MAT is an important tool in the serological diagnosis of human leptospirosis in Buenos Aires province, allowing to confirm human cases in practically three weeks, and sometimes (64% of cases) with a single sample obtained seven or more days after the onset of the clinical manifestations. However, the serological techniques should be complemented with the polymerase chain reaction (PCR) and bacteriological tests (blood sample obtained in the first week of disease evolution) in the region. However, molecular testing is not available in restricted resource areas. By means of PCR, suspicious cases of the disease could be confirmed in the samples of patients within few days from the onset of clinical manifestation and when it is sometimes not possible to have a second clinical sample, mainly in fatal cases. We have observed that PCR has lower sensitivity than MAT in the acute period of the disease (1–7 days) when serum samples are used; however, this could be improved by using whole blood6. In a recent study, PCR was positive in serum samples from patients with a late course of the disease (more than 14 days), not agreeing with the accepted pathogenesis for leptospirosis6. In this work, real-time PCR reactions were used to detect Leptospira DNA, using LipL32-270F and LipL32-692R primers that amplify a 423-bp fragment, and Lepto F and Lepto R primers that generate an 87-bp amplicon from the DNA of Leptospira spp.6 In some serum samples (7/14) we have observed positivity using primers that amplify fragments with less than 100bp in absence of amplification with primers that generate longer DNA fragments (423bp), which could be attributed to the high levels of degradation that this type of samples usually present when stored and transported from health centers, in many cases with deficient refrigeration. For this reason, for the performance of a correct molecular diagnosis, it is important to use primers that amplify fragments lower than 300-bp long to avoid false negative results due to the high DNA degradation of the sample. PCR is an important diagnostic tool and complementary to MAT. It is necessary to study more samples, improving the procedures used in our region and taking into account the difficulties of shipping and storage of the clinical materials.

Furthermore, having a whole blood sample during the first week of the clinical course of the disease (prior to antibiotic therapy) would allow to attempt isolation and also to improve the sensitivity of the molecular diagnosis. Bacteriology is rarely used as a diagnostic method of human leptospirosis in the region, due to the need of a prolonged culture; however, this technique plays an important role in the epidemiology of the disease, providing information about the serotypes that are circulating in the region and their possible association with clinical manifestations in humans.

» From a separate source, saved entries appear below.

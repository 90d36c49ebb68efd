pub mod buffer;
pub mod logger;

pub use logger::{disable_console, init, set_console};
//! Host-side fixtures for invocation tests.

use kite_cap::objects::irq::{CoreId, IrqNumber, MAX_IRQ, SPI_BASE, Trigger};
use kite_cap::root_slots::Slot;
use kite_cap::{Badge, CNodeGuard, CNodeId, Cap, SlotRef};
use kite_pal::{GicError, InterruptController, PlatformInfo, TargetMask};
use kite_syscall::MessageInfo;
use spin::Mutex;

use super::error::SyscallResult;
use super::{Invocation, decode_invocation, handle_invocation};
use crate::cap::CSpace;
use crate::config::IrqConfig;
use crate::irq::IrqControl;
use crate::sched::Thread;

/// Radix of the harness root CNode; lookups use it as the depth.
pub const ROOT_RADIX: u8 = 8;

/// Hardware side effect observed by [`FakeController`].
#[derive(Clone, Copy, Debug, PartialEq, Eq)]
pub enum HwEvent {
    Trigger(IrqNumber, Trigger),
    Target(IrqNumber, CoreId),
    Sgi(IrqNumber, u64),
}

/// Interrupt controller that records what it is asked to do.
pub struct FakeController {
    info: PlatformInfo,
    events: Mutex<Vec<HwEvent>>,
    targets: Mutex<[u8; MAX_IRQ as usize + 1]>,
    self_mask: u8,
    fail_target_reads: bool,
}

impl FakeController {
    pub fn new() -> Self {
        Self::with_info(PlatformInfo::GICV2_DEFAULT)
    }

    pub fn with_info(info: PlatformInfo) -> Self {
        Self {
            info,
            events: Mutex::new(Vec::new()),
            targets: Mutex::new([0; MAX_IRQ as usize + 1]),
            self_mask: 0b0001,
            fail_target_reads: false,
        }
    }

    pub fn without_trigger() -> Self {
        Self::with_info(PlatformInfo {
            trigger_support: false,
            ..PlatformInfo::GICV2_DEFAULT
        })
    }

    /// This instance's CPU interface mask.
    pub fn self_mask(mut self, mask: u8) -> Self {
        self.self_mask = mask;
        self
    }

    /// Make every target read fail.
    pub fn failing_target_reads(mut self) -> Self {
        self.fail_target_reads = true;
        self
    }

    /// Set the routing byte of `irq` without recording an event.
    pub fn route(&self, irq: IrqNumber, mask: u8) {
        self.targets.lock()[irq as usize] = mask;
    }

    pub fn events(&self) -> Vec<HwEvent> {
        self.events.lock().clone()
    }
}

impl InterruptController for FakeController {
    fn info(&self) -> &PlatformInfo {
        &self.info
    }

    fn set_trigger(&self, irq: IrqNumber, trigger: Trigger) -> Result<(), GicError> {
        if !self.info.trigger_support {
            return Err(GicError::TriggerUnsupported);
        }
        self.events.lock().push(HwEvent::Trigger(irq, trigger));
        Ok(())
    }

    fn send_sgi(&self, sgi: IrqNumber, target: u64) {
        self.events.lock().push(HwEvent::Sgi(sgi, target));
    }

    fn set_target(&self, irq: IrqNumber, core: CoreId) -> Result<(), GicError> {
        if irq < SPI_BASE {
            return Err(GicError::NotShared(irq));
        }
        let mask = TargetMask::single(core)
            .filter(|_| core < self.info.cpu_interfaces)
            .ok_or(GicError::TargetOutOfRange(u64::from(core)))?;
        self.targets.lock()[irq as usize] = mask.bits();
        self.events.lock().push(HwEvent::Target(irq, core));
        Ok(())
    }

    fn get_target(&self, irq: IrqNumber) -> Result<TargetMask, GicError> {
        if self.fail_target_reads {
            return Err(GicError::NotShared(irq));
        }
        Ok(TargetMask::from_bits(self.targets.lock()[irq as usize]))
    }

    fn self_target(&self) -> Result<TargetMask, GicError> {
        Ok(TargetMask::from_bits(self.self_mask))
    }
}

#[repr(C, align(4096))]
struct DistributorFrame([u32; 1024]);

/// A leaked, zeroed GICv2 distributor frame.
pub fn distributor_frame() -> *mut u8 {
    Box::leak(Box::new(DistributorFrame([0; 1024]))).0.as_mut_ptr().cast()
}

pub fn peek32(base: *mut u8, offset: usize) -> u32 {
    unsafe { base.add(offset).cast::<u32>().read_volatile() }
}

pub fn peek8(base: *mut u8, offset: usize) -> u8 {
    unsafe { base.add(offset).read_volatile() }
}

/// Kernel state for driving invocations from a test.
pub struct Harness {
    pub irq: IrqControl<FakeController>,
    pub cspace: CSpace,
    pub root: Cap,
    pub root_id: CNodeId,
    pub thread: Thread,
}

impl Harness {
    pub fn new(config: IrqConfig) -> Self {
        Self::with_platform(FakeController::new(), config)
    }

    pub fn with_platform(platform: FakeController, config: IrqConfig) -> Self {
        let (cspace, root) = CSpace::bootstrap(ROOT_RADIX, CNodeGuard::NONE)
            .unwrap_or_else(|e| panic!("bootstrap failed: {e}"));
        let Cap::CNode { id: root_id, .. } = root else {
            unreachable!("bootstrap returns a CNode")
        };
        Self {
            irq: IrqControl::new(platform, config)
                .unwrap_or_else(|e| panic!("invalid config: {e}")),
            cspace,
            root,
            root_id,
            thread: Thread::running_on(0),
        }
    }

    pub fn control_slot(&self) -> SlotRef {
        SlotRef::new(self.root_id, Slot::IrqControl.index())
    }

    pub fn control_cap(&self) -> Cap {
        Cap::IrqControl { badge: Badge::NONE }
    }

    /// Slot `index` of the root CNode.
    pub fn slot(&self, index: usize) -> SlotRef {
        SlotRef::new(self.root_id, index)
    }

    pub fn cap_at(&self, index: usize) -> Cap {
        self.cspace.cap_at(self.slot(index)).unwrap_or_default()
    }

    /// Invoke the IRQControl capability with the root CNode as extra cap.
    pub fn invoke(&mut self, label: u64, args: &[u64]) -> SyscallResult {
        let caps = [self.root];
        self.invoke_with_caps(label, args, &caps)
    }

    pub fn invoke_with_caps(&mut self, label: u64, args: &[u64], caps: &[Cap]) -> SyscallResult {
        let inv = Invocation {
            info: MessageInfo::new(label, caps.len() as u8, args.len() as u8),
            args,
            extra_caps: caps,
            src_slot: self.control_slot(),
        };
        self.thread = Thread::running_on(self.thread.core());
        let control = self.control_cap();
        decode_invocation(&control, &inv, &self.irq, &mut self.cspace, &mut self.thread)
    }

    pub fn handle(&mut self, cap: &Cap, label: u64, args: &[u64], reply: &mut [u64]) -> i64 {
        let caps = [self.root];
        let inv = Invocation {
            info: MessageInfo::new(label, 1, args.len() as u8),
            args,
            extra_caps: &caps,
            src_slot: self.control_slot(),
        };
        handle_invocation(cap, &inv, &self.irq, &mut self.cspace, &mut self.thread, reply)
    }
}
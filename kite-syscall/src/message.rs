//! Message-info word and argument buffer
//!
//! An invocation carries a message-info word describing the message, a
//! buffer of positional argument words, and up to [`MSG_MAX_EXTRA_CAPS`]
//! extra capability pointers.
//!
//! # Message-info Layout
//!
//! ```text
//! 63                    12 11     9 8   7 6        0
//! |        label         | unwrap | caps |  length  |
//! ```

/// Maximum number of argument words in a message.
pub const MSG_MAX_LENGTH: usize = 120;

/// Maximum number of extra capabilities in a message.
pub const MSG_MAX_EXTRA_CAPS: usize = 3;

const LENGTH_BITS: u32 = 7;
const EXTRA_CAPS_SHIFT: u32 = 7;
const EXTRA_CAPS_BITS: u32 = 2;
const UNWRAPPED_SHIFT: u32 = 9;
const UNWRAPPED_BITS: u32 = 3;
const LABEL_SHIFT: u32 = 12;

/// Decoded message-info word.
#[derive(Clone, Copy, Debug, PartialEq, Eq, Default)]
pub struct MessageInfo {
    /// Invocation label.
    pub label: u64,
    /// Bitmask of extra caps that were unwrapped.
    pub caps_unwrapped: u8,
    /// Number of extra capabilities.
    pub extra_caps: u8,
    /// Number of argument words.
    pub length: u8,
}

impl MessageInfo {
    /// Build a message-info value.
    ///
    /// `length` is clamped to [`MSG_MAX_LENGTH`] and `extra_caps` to
    /// [`MSG_MAX_EXTRA_CAPS`].
    #[must_use]
    pub const fn new(label: u64, extra_caps: u8, length: u8) -> Self {
        let length = if length as usize > MSG_MAX_LENGTH {
            MSG_MAX_LENGTH as u8
        } else {
            length
        };
        let extra_caps = if extra_caps as usize > MSG_MAX_EXTRA_CAPS {
            MSG_MAX_EXTRA_CAPS as u8
        } else {
            extra_caps
        };
        Self {
            label,
            caps_unwrapped: 0,
            extra_caps,
            length,
        }
    }

    /// Decode from the raw word.
    ///
    /// Out-of-range length and extra-cap counts are clamped, so a hostile
    /// caller cannot make the kernel read beyond the argument buffer.
    #[must_use]
    pub const fn from_word(word: u64) -> Self {
        let length = (word & field_mask(LENGTH_BITS)) as u8;
        let extra_caps = ((word >> EXTRA_CAPS_SHIFT) & field_mask(EXTRA_CAPS_BITS)) as u8;
        let mut info = Self::new(word >> LABEL_SHIFT, extra_caps, length);
        info.caps_unwrapped = ((word >> UNWRAPPED_SHIFT) & field_mask(UNWRAPPED_BITS)) as u8;
        info
    }

    /// Encode to the raw word.
    #[must_use]
    pub const fn to_word(self) -> u64 {
        (self.label << LABEL_SHIFT)
            | ((self.caps_unwrapped as u64 & field_mask(UNWRAPPED_BITS)) << UNWRAPPED_SHIFT)
            | ((self.extra_caps as u64 & field_mask(EXTRA_CAPS_BITS)) << EXTRA_CAPS_SHIFT)
            | (self.length as u64 & field_mask(LENGTH_BITS))
    }
}

const fn field_mask(bits: u32) -> u64 {
    (1u64 << bits) - 1
}

/// Read positional argument `index`.
///
/// Returns 0 for words beyond the end of `args`; decoders check the
/// message length before reading.
#[inline]
#[must_use]
pub fn get_arg(args: &[u64], index: usize) -> u64 {
    args.get(index).copied().unwrap_or(0)
}
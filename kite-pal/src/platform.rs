//! Platform description
//!
//! The facts about the interrupt controller that invocation decoding needs.
//! A board either supplies them directly or has them read from the
//! distributor's type register at init.

use kite_cap::objects::irq::{IrqNumber, MAX_IRQ};

/// Number of CPU interfaces a GICv2 distributor can route to.
pub const GICV2_MAX_CPU_INTERFACES: u8 = 8;

/// Interrupt controller description.
#[derive(Clone, Copy, Debug, PartialEq, Eq)]
pub struct PlatformInfo {
    /// Highest valid interrupt number.
    pub max_irq: IrqNumber,
    /// Whether the controller can program edge/level sensitivity.
    pub trigger_support: bool,
    /// Number of CPU interfaces implemented.
    pub cpu_interfaces: u8,
}

impl PlatformInfo {
    /// Description of a fully populated GICv2.
    pub const GICV2_DEFAULT: Self = Self {
        max_irq: MAX_IRQ,
        trigger_support: true,
        cpu_interfaces: GICV2_MAX_CPU_INTERFACES,
    };

    /// Decode the ITLinesNumber and CPUNumber fields of GICD_TYPER.
    ///
    /// ITLinesNumber `N` means the distributor implements `32 * (N + 1)`
    /// interrupt IDs, capped at the architectural limit of 1020.
    #[must_use]
    pub const fn from_typer(it_lines: u32, cpu_number: u32) -> Self {
        let lines = 32 * (it_lines + 1);
        let max_irq = if lines - 1 > MAX_IRQ { MAX_IRQ } else { lines - 1 };
        Self {
            max_irq,
            trigger_support: true,
            cpu_interfaces: (cpu_number as u8 & 0x7) + 1,
        }
    }
}

impl Default for PlatformInfo {
    fn default() -> Self {
        Self::GICV2_DEFAULT
    }
}
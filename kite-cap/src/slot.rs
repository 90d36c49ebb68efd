//! Capability slots
//!
//! A slot (CTE) is a node in the capability derivation tree holding zero or
//! one capability. Insertion records the slot the new capability was derived
//! from so revocation can later find it.

use crate::cap::Cap;
use crate::cnode::CNodeId;

/// Address of a slot: the CNode that holds it and its index.
#[derive(Clone, Copy, Debug, PartialEq, Eq, Hash)]
pub struct SlotRef {
    /// CNode containing the slot.
    pub cnode: CNodeId,
    /// Index within the CNode.
    pub index: usize,
}

impl SlotRef {
    /// Create a slot reference.
    #[inline]
    #[must_use]
    pub const fn new(cnode: CNodeId, index: usize) -> Self {
        Self { cnode, index }
    }
}

/// Storage for one capability.
#[derive(Clone, Copy, Debug, Default, PartialEq, Eq)]
pub struct CapSlot {
    /// The capability held, `Cap::Null` when empty.
    pub cap: Cap,
    /// Slot this capability was derived from.
    pub parent: Option<SlotRef>,
}

impl CapSlot {
    /// An empty slot.
    pub const EMPTY: Self = Self {
        cap: Cap::Null,
        parent: None,
    };

    /// Check if the slot holds no capability.
    #[inline]
    #[must_use]
    pub const fn is_empty(&self) -> bool {
        self.cap.is_null()
    }

    /// Fill the slot with a derived capability.
    #[inline]
    pub fn set(&mut self, cap: Cap, parent: SlotRef) {
        self.cap = cap;
        self.parent = Some(parent);
    }

    /// Empty the slot, returning what it held.
    #[inline]
    pub fn take(&mut self) -> Cap {
        self.parent = None;
        core::mem::take(&mut self.cap)
    }
}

The distance from the health centers to the reference laboratory was the most important variable that affected the time of confirmation of human leptospirosis cases, and the clinical samples took several days to reach it. The health system of Buenos Aires province should develop a mechanism for the collection and adequate distribution of clinical samples.

Conflict of interest

There are no conflicts of interest to declare.